I have considerable belief in microefficiency of liquid organized markets. I am doubtful about any great macroefficiency. General Motors' stock gets priced before and after dividend payments to preclude easy pickings. GM convertibles sell about right in ratio to GM common and GM preferred. (For a small firm, followed by few investors, I'd have to modify this plug for microefficiency.)
Why the shouldn't I believe that the level of the whole equity index gets priced right in good times and bad? The difference is that when Franco Modigliani sees a mispricing of GM common and preferred, he and others can make profits doing what corrects that discrepancy. And that's why the microefficiency gets wiped out as soon as it becomes significant enough to become recognizable.
How does the story run when, in the late 1970's Professor Modigliani opined that the Dow was below 1,000 "irrationally," in the sense that be believed it would be at least 1,400 if investors and speculator understood how not to double count the bad effects on corporations of then-current inflation? All he could do was write about it. Arguing with the tape by selling the general index short could be costly, and in any case ineffective, while animal spirits were what they were and analysts' shortcomings were what they were.
That is why I stand with Shiller (1986) as a doubter of market macroefficiency.

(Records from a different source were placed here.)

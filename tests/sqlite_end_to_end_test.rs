//! End-to-end tests against real SQLite database files.
//!
//! Each test gets its own directory holding the profile document and the
//! database file. Tables are created through a separate writable connection
//! since the service only ever opens databases read-only.

use db_datasource::models::{ConnectionDraft, EngineType};
use db_datasource::{Config, DataSourceService, DbError};
use sqlx::sqlite::{SqliteConnectOptions, SqlitePoolOptions};
use sqlx::SqlitePool;
use std::path::{Path, PathBuf};
use tempfile::TempDir;

struct Fixture {
    _dir: TempDir,
    db_path: PathBuf,
    store_path: PathBuf,
    writer: SqlitePool,
}

impl Fixture {
    async fn new() -> Self {
        let dir = tempfile::tempdir().unwrap();
        let db_path = dir.path().join("app.db");
        let store_path = dir.path().join("connections.json");
        let writer = writable_pool(&db_path).await;
        Self {
            _dir: dir,
            db_path,
            store_path,
            writer,
        }
    }

    async fn exec(&self, sql: &str) {
        sqlx::query(sql).execute(&self.writer).await.unwrap();
    }

    async fn service(&self) -> DataSourceService {
        DataSourceService::open(Config::with_store_path(&self.store_path))
            .await
            .unwrap()
    }
}

async fn writable_pool(path: &Path) -> SqlitePool {
    let options = SqliteConnectOptions::new()
        .filename(path)
        .create_if_missing(true);
    let pool = SqlitePoolOptions::new()
        .max_connections(1)
        .connect_with(options)
        .await
        .unwrap();
    // Materialise the file so read-only opens succeed
    sqlx::query("PRAGMA user_version = 1")
        .execute(&pool)
        .await
        .unwrap();
    pool
}

async fn create_sqlite(service: &DataSourceService, fixture: &Fixture) -> String {
    service
        .create_connection(ConnectionDraft::sqlite("local", &fixture.db_path))
        .await
        .unwrap()
        .id
}

#[tokio::test]
async fn test_empty_database_then_one_table() {
    let fixture = Fixture::new().await;
    let service = fixture.service().await;
    let id = create_sqlite(&service, &fixture).await;

    let schema = service.discover_schema(&id).await.unwrap();
    assert_eq!(schema.engine, EngineType::SQLite);
    assert!(schema.tables.is_empty());
    assert!(schema.relationships.is_empty());

    let json = serde_json::to_value(&schema).unwrap();
    assert_eq!(json["tables"], serde_json::json!({}));
    assert_eq!(json["relationships"], serde_json::json!([]));

    fixture
        .exec("CREATE TABLE items (id INTEGER PRIMARY KEY, label TEXT NOT NULL)")
        .await;

    let schema = service.discover_schema(&id).await.unwrap();
    assert_eq!(schema.tables.len(), 1);
    let items = schema.table("items").unwrap();
    let columns: Vec<&str> = items.columns.iter().map(|c| c.name.as_str()).collect();
    assert_eq!(columns, vec!["id", "label"]);
    assert_eq!(items.primary_keys, vec!["id".to_string()]);
    assert!(items.columns[0].is_primary_key);
    assert!(!items.columns[1].nullable);
    assert_eq!(items.row_count, Some(0));
}

#[tokio::test]
async fn test_foreign_keys_become_relationships() {
    let fixture = Fixture::new().await;
    fixture
        .exec("CREATE TABLE users (id INTEGER PRIMARY KEY, email VARCHAR(120) UNIQUE)")
        .await;
    fixture
        .exec(
            "CREATE TABLE orders (
                id INTEGER PRIMARY KEY,
                user_id INTEGER NOT NULL REFERENCES users(id) ON DELETE CASCADE,
                total DECIMAL(10, 2) DEFAULT 0
            )",
        )
        .await;
    fixture.exec("CREATE INDEX idx_orders_user ON orders(user_id)").await;
    fixture
        .exec("CREATE VIEW big_orders AS SELECT * FROM orders WHERE total > 100")
        .await;
    fixture.exec("INSERT INTO users (id, email) VALUES (1, 'a@b.c')").await;
    fixture
        .exec("INSERT INTO orders (user_id, total) VALUES (1, 5), (1, 250)")
        .await;

    let service = fixture.service().await;
    let id = create_sqlite(&service, &fixture).await;
    let schema = service.discover_schema(&id).await.unwrap();

    assert_eq!(schema.relationships.len(), 1);
    let rel = &schema.relationships[0];
    assert_eq!(rel.table, "orders");
    assert_eq!(rel.column, "user_id");
    assert_eq!(rel.referenced_table, "users");
    assert_eq!(rel.referenced_column, "id");

    let orders = schema.table("orders").unwrap();
    assert!(orders.column("user_id").unwrap().is_foreign_key);
    assert_eq!(orders.row_count, Some(2));
    let total = orders.column("total").unwrap();
    assert_eq!(total.numeric_precision, Some(10));
    assert_eq!(total.numeric_scale, Some(2));
    assert_eq!(total.default_value.as_deref(), Some("0"));
    assert!(orders.indexes.iter().any(|i| i.name == "idx_orders_user" && !i.is_unique));

    let users = schema.table("users").unwrap();
    assert_eq!(users.column("email").unwrap().max_length, Some(120));
    assert!(users.indexes.iter().any(|i| i.is_unique && i.columns == vec!["email"]));

    assert!(schema.views.iter().any(|v| v.name == "big_orders"));
}

#[tokio::test]
async fn test_reference_without_column_targets_parent_key() {
    let fixture = Fixture::new().await;
    fixture
        .exec("CREATE TABLE users (id INTEGER PRIMARY KEY, name TEXT)")
        .await;
    fixture
        .exec("CREATE TABLE orders (id INTEGER PRIMARY KEY, user_id INTEGER REFERENCES users)")
        .await;
    fixture
        .exec("CREATE TABLE regions (country TEXT, code TEXT, PRIMARY KEY (country, code))")
        .await;
    fixture
        .exec(
            "CREATE TABLE stores (
                id INTEGER PRIMARY KEY,
                country TEXT,
                code TEXT,
                FOREIGN KEY (country, code) REFERENCES regions
            )",
        )
        .await;

    let service = fixture.service().await;
    let id = create_sqlite(&service, &fixture).await;
    let schema = service.discover_schema(&id).await.unwrap();

    let orders = schema.table("orders").unwrap();
    assert_eq!(orders.foreign_keys.len(), 1);
    assert_eq!(orders.foreign_keys[0].references_column, "id");
    assert!(orders.column("user_id").unwrap().is_foreign_key);

    let stores = schema.table("stores").unwrap();
    let targets: Vec<(&str, &str)> = stores
        .foreign_keys
        .iter()
        .map(|fk| (fk.column.as_str(), fk.references_column.as_str()))
        .collect();
    assert_eq!(targets, vec![("country", "country"), ("code", "code")]);

    let pairs: Vec<(&str, &str, &str, &str)> = schema
        .relationships
        .iter()
        .map(|r| {
            (
                r.table.as_str(),
                r.column.as_str(),
                r.referenced_table.as_str(),
                r.referenced_column.as_str(),
            )
        })
        .collect();
    assert_eq!(pairs.len(), 3);
    assert!(pairs.contains(&("orders", "user_id", "users", "id")));
    assert!(pairs.contains(&("stores", "country", "regions", "country")));
    assert!(pairs.contains(&("stores", "code", "regions", "code")));
}

#[tokio::test]
async fn test_execute_select_returns_rows() {
    let fixture = Fixture::new().await;
    fixture
        .exec("CREATE TABLE items (id INTEGER PRIMARY KEY, label TEXT, price REAL)")
        .await;
    fixture
        .exec("INSERT INTO items (label, price) VALUES ('a', 1.5), ('b', NULL)")
        .await;

    let service = fixture.service().await;
    let id = create_sqlite(&service, &fixture).await;

    let result = service
        .execute_query(&id, "SELECT id, label, price FROM items ORDER BY id")
        .await
        .unwrap();
    assert!(result.is_success());
    assert_eq!(result.row_count, 2);
    assert!(!result.truncated);
    let names: Vec<&str> = result.columns.iter().map(|c| c.name.as_str()).collect();
    assert_eq!(names, vec!["id", "label", "price"]);
    assert_eq!(result.rows[0]["id"], 1);
    assert_eq!(result.rows[0]["label"], "a");
    assert_eq!(result.rows[0]["price"], 1.5);
    assert!(result.rows[1]["price"].is_null());
}

#[tokio::test]
async fn test_execution_failure_is_structured() {
    let fixture = Fixture::new().await;
    let service = fixture.service().await;
    let id = create_sqlite(&service, &fixture).await;

    let result = service
        .execute_query(&id, "SELECT * FROM missing_table")
        .await
        .unwrap();
    let failure = result.error.expect("driver failure is reported in the result");
    assert_eq!(
        failure.kind,
        db_datasource::error::ExecutionErrorKind::MissingObject
    );
    assert!(result.rows.is_empty());
}

#[tokio::test]
async fn test_row_limit_truncates() {
    let fixture = Fixture::new().await;
    fixture.exec("CREATE TABLE n (v INTEGER)").await;
    fixture.exec("INSERT INTO n VALUES (1), (2), (3)").await;

    let mut config = Config::with_store_path(&fixture.store_path);
    config.row_limit = 2;
    let service = DataSourceService::open(config).await.unwrap();
    let id = create_sqlite(&service, &fixture).await;

    let result = service.execute_query(&id, "SELECT v FROM n").await.unwrap();
    assert_eq!(result.row_count, 2);
    assert!(result.truncated);
    assert!(result.hints.iter().any(|h| h.contains("LIMIT 2")));
}

#[tokio::test]
async fn test_multi_statement_rejected_without_side_effect() {
    let fixture = Fixture::new().await;
    fixture.exec("CREATE TABLE x (id INTEGER)").await;

    let service = fixture.service().await;
    let id = create_sqlite(&service, &fixture).await;

    let err = service
        .execute_query(&id, "SELECT 1; DROP TABLE x;")
        .await
        .unwrap_err();
    assert!(matches!(err, DbError::SecurityValidation { .. }));
    assert_eq!(err.category(), "security_validation_error");
    // Rejected before a pool was ever built
    assert!(!service.pools().is_cached(&id).await);

    let schema = service.discover_schema(&id).await.unwrap();
    assert!(schema.table("x").is_some());
}

#[tokio::test]
async fn test_commented_delete_rejected() {
    let fixture = Fixture::new().await;
    fixture.exec("CREATE TABLE t (id INTEGER)").await;
    fixture.exec("INSERT INTO t VALUES (1)").await;

    let service = fixture.service().await;
    let id = create_sqlite(&service, &fixture).await;

    let err = service
        .execute_query(&id, "-- comment\n   DELETE FROM t")
        .await
        .unwrap_err();
    assert!(matches!(err, DbError::SecurityValidation { .. }));

    let count: i64 = sqlx::query_scalar("SELECT COUNT(*) FROM t")
        .fetch_one(&fixture.writer)
        .await
        .unwrap();
    assert_eq!(count, 1);
}

#[tokio::test]
async fn test_delete_evicts_cached_pool() {
    let fixture = Fixture::new().await;
    let service = fixture.service().await;
    let id = create_sqlite(&service, &fixture).await;
    let profile = service.registry().get(&id).await.unwrap();

    service.discover_schema(&id).await.unwrap();
    let first = service.pools().acquire(&profile).await.unwrap();
    assert_eq!(service.pools().pools_created(), 1);

    service.delete_connection(&id).await.unwrap();
    assert!(!service.pools().is_cached(&id).await);
    assert!(first.pool.is_closed());
    assert!(matches!(
        service.discover_schema(&id).await,
        Err(DbError::NotFound { .. })
    ));

    let second = service.pools().acquire(&profile).await.unwrap();
    assert_eq!(service.pools().pools_created(), 2);
    assert!(!std::sync::Arc::ptr_eq(&first, &second));
    assert!(!second.pool.is_closed());
}

#[tokio::test]
async fn test_boundary_never_exposes_password() {
    let fixture = Fixture::new().await;
    let service = fixture.service().await;

    let summary = service
        .create_connection(
            ConnectionDraft::sqlite("secret", &fixture.db_path)
                .with_credentials("me", "hunter2")
                .with_default(true),
        )
        .await
        .unwrap();
    assert!(summary.has_password);

    let listed = serde_json::to_string(&service.list_connections().await).unwrap();
    assert!(!listed.contains("hunter2"));
    let default = service.get_default_connection().await.unwrap();
    assert_eq!(default.id, summary.id);
}

#[tokio::test]
async fn test_profiles_survive_reopen() {
    let fixture = Fixture::new().await;
    let id = {
        let service = fixture.service().await;
        let id = create_sqlite(&service, &fixture).await;
        service.set_default_connection(&id).await.unwrap();
        service.shutdown().await;
        id
    };

    let service = fixture.service().await;
    let listed = service.list_connections().await;
    assert_eq!(listed.len(), 1);
    assert_eq!(listed[0].id, id);
    assert!(listed[0].is_default);
}

#[tokio::test]
async fn test_missing_database_file_is_not_stored() {
    let fixture = Fixture::new().await;
    let service = fixture.service().await;

    let err = service
        .create_connection(ConnectionDraft::sqlite(
            "ghost",
            fixture.db_path.with_file_name("ghost.db"),
        ))
        .await
        .unwrap_err();
    assert!(matches!(err, DbError::ConnectionTest { .. }));
    assert!(service.list_connections().await.is_empty());

    let outcome = service
        .test_connection(ConnectionDraft::sqlite("local", &fixture.db_path))
        .await
        .unwrap();
    assert!(outcome.success);
}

Caveat: I suspect that macro-mispricings will, as Japan during the period 1987-1992, create some tension toward correction. Therefore, I would expect a kind of bounded degree of macro-efficiency to prevail most of the time in the long run. Although I personally am cautious in trying to "time," when Tobin's Q wanders too far from its historic haunts, I find myself making modest changes in degree of equity exposure. Who's being human now?